Initial clinical experience with BRAF(V600E) mutation analysis of core-needle biopsy specimens from thyroid nodules
Authors
Choi, SH | Baek, JH | Lee, JH | Choi, YJ | Ha, EJ
 | Song, DE | Kim, JK | Chung, KW | Kim, TY | Kim, WB | Shong, YK
OBJECTIVE: The accurate diagnosis of thyroid nodules is important for making management decisions. The purpose of this study was to evaluate the feasibility of core-needle biopsy with BRAF(V600E) mutation analysis (CNB + BRAF(V600E) ) and to compare the clinical usefulness of CNB + BRAF(V600E) and fine-needle aspiration with BRAF(V600E) mutation analysis (FNA + BRAF(V600E) ) in the diagnosis of thyroid malignancy.
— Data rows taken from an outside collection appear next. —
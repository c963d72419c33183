//! CSV export of analysis results.
//!
//! - **Correlation matrix**: assets as header row and first column
//! - **KPI summary**: one row per asset
//!
//! NaN cells (zero-variance assets) are written as `NaN`.

use std::path::Path;

use anyhow::{Context, Result};
use coinlab_core::CorrelationMatrix;

use crate::summary::AssetSummary;

// ─── Correlation ────────────────────────────────────────────────────

/// Export a correlation matrix as CSV.
///
/// Header: `asset,{asset_1},...,{asset_n}`; then one row per asset.
pub fn export_correlation_csv(matrix: &CorrelationMatrix) -> Result<String> {
    let mut wtr = csv::Writer::from_writer(vec![]);

    let mut header = Vec::with_capacity(matrix.assets.len() + 1);
    header.push("asset");
    header.extend(matrix.assets.iter().map(String::as_str));
    wtr.write_record(&header)?;

    for (asset, row) in matrix.assets.iter().zip(&matrix.values) {
        let mut record = Vec::with_capacity(row.len() + 1);
        record.push(asset.clone());
        record.extend(row.iter().map(|v| format!("{v:.6}")));
        wtr.write_record(&record)?;
    }

    let data = wtr.into_inner().context("failed to flush CSV writer")?;
    String::from_utf8(data).context("CSV output is not valid UTF-8")
}

/// Write the correlation CSV to `path`, creating parent directories.
pub fn save_correlation_csv(matrix: &CorrelationMatrix, path: &Path) -> Result<()> {
    let csv = export_correlation_csv(matrix)?;
    if let Some(parent) = path.parent().filter(|p| !p.as_os_str().is_empty()) {
        std::fs::create_dir_all(parent)
            .with_context(|| format!("failed to create {}", parent.display()))?;
    }
    std::fs::write(path, csv).with_context(|| format!("failed to write {}", path.display()))
}

// ─── KPI summary ────────────────────────────────────────────────────

/// Columns: asset, rows, last_price, total_return, max_drawdown,
/// mean_volatility, insufficient
pub fn export_summary_csv(summaries: &[AssetSummary]) -> Result<String> {
    let mut wtr = csv::Writer::from_writer(vec![]);
    wtr.write_record([
        "asset",
        "rows",
        "last_price",
        "total_return",
        "max_drawdown",
        "mean_volatility",
        "insufficient",
    ])?;

    for s in summaries {
        wtr.write_record([
            s.asset_id.as_str(),
            &s.rows.to_string(),
            &format!("{:.6}", s.last_price),
            &format!("{:.6}", s.total_return),
            &format!("{:.6}", s.max_drawdown),
            &s.mean_volatility.map(|v| format!("{v:.6}")).unwrap_or_default(),
            &s.insufficient.to_string(),
        ])?;
    }

    let data = wtr.into_inner().context("failed to flush CSV writer")?;
    String::from_utf8(data).context("CSV output is not valid UTF-8")
}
DESIGN, PATIENTS AND MEASUREMENTS: The results of BRAF(V600E) mutation analyses of 820 nodules from 820 patients (153 men, 667 women: mean age, 51.1 years), who underwent CNB + BRAF(V600E) (n = 256) or FNA + BRAF(V600E) (n = 564) between January 2011 and March 2012 were retrospectively evaluated. The feasibility of CNB + BRAF(V600E) was assessed by comparing its rate of detection of BRAF(V600E) mutations and positive predictive value with those of FNA + BRAF(V600E) . The clinical usefulness of CNB + BRAF(V600E) was determined by comparing rates of inconclusive results, the additional value of BRAF(V600E) mutation analysis, diagnostic surgery and diagnostic performance with those of FNA + BRAF(V600E) . RESULTS: CNB + BRAF(V600E) and FNA + BRAF(V600E) had similar rates of BRAF(V600E) mutation detection (66.3% vs 64.4%, P = 0.883) and positive predictive value (100.0% vs 96.6%, P = 0.135). CNB + BRAF(V600E) had a significantly higher diagnostic accuracy rate (95.7% vs 85.9%, P < 0.001), and significantly lower rates of inconclusive results (8.2% vs 51.8%, P < 0.001), and diagnostic surgery (8.9% vs 22.3%, P = 0.006), than FNA + BRAF(V600E) . CONCLUSIONS: The greater diagnostic performance of CNB + BRAF(V600E) and its lower rate of inconclusive results than FNA + BRAF(V600E) suggest that CNB + BRAF(V600E) can reduce rates of preventable diagnostic surgery.